* _DIRECTIONS FOR THIS TASK_:
Examine each line of the listing below. Copy those in which the string "NodePath" appears.

* _RECORDS FOR THIS TASK_:

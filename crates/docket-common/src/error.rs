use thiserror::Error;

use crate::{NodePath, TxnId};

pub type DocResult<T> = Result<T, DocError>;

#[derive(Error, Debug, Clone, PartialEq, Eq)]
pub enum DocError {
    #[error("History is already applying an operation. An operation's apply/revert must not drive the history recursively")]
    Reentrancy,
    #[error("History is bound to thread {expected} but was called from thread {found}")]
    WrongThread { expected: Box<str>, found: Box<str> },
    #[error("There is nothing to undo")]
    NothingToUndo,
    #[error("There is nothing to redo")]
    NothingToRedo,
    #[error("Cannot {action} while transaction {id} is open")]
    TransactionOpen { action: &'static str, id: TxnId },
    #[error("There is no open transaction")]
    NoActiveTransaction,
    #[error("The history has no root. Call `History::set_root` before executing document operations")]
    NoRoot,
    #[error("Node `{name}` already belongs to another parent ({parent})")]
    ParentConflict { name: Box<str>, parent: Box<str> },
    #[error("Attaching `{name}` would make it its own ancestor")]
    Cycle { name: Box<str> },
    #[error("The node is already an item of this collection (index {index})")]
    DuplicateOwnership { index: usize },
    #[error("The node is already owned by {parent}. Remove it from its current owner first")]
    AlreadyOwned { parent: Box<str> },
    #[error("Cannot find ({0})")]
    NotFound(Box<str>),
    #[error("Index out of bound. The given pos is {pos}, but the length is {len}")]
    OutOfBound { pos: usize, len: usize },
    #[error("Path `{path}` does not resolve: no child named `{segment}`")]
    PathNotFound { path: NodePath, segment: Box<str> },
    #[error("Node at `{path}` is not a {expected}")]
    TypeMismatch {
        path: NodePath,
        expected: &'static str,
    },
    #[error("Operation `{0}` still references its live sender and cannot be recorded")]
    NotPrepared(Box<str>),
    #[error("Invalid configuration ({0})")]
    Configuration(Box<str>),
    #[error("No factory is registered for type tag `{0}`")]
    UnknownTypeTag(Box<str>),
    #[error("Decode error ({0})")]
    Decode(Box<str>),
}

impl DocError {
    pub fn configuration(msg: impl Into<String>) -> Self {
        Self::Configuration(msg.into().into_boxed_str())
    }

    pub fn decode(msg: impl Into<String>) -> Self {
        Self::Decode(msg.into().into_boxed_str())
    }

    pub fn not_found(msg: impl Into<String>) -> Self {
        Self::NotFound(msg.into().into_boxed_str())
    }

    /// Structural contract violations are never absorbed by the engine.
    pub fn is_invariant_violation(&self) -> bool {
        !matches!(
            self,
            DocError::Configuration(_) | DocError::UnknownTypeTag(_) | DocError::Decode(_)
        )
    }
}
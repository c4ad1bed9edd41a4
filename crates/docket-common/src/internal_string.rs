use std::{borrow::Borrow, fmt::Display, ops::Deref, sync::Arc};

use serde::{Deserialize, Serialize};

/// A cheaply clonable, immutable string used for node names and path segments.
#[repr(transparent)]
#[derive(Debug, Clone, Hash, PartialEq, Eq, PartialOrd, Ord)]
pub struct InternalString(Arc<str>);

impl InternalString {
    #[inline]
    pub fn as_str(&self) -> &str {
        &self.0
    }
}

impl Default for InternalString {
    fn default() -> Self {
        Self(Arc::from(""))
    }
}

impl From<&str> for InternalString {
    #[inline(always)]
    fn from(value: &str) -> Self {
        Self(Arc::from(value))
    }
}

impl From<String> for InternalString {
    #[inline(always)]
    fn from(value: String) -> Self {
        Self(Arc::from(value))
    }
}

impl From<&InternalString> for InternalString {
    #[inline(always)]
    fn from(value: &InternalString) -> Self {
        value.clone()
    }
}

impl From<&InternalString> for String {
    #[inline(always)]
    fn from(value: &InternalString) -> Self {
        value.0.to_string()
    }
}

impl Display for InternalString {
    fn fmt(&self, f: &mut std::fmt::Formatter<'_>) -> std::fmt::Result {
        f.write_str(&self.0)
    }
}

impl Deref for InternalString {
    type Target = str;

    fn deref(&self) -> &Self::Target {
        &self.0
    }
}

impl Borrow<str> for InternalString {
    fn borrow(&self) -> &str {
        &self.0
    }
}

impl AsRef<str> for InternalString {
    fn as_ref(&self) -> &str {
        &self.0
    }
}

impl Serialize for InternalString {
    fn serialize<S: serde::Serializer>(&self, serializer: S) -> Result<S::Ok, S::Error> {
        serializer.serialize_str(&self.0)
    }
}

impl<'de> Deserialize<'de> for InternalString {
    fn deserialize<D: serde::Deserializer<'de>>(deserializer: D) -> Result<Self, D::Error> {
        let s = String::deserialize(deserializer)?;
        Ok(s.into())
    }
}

* _ANSWER FOR THE TASK_:
use crate::{NodePath, TxnId};
    PathNotFound { path: NodePath, segment: Box<str> },
        path: NodePath,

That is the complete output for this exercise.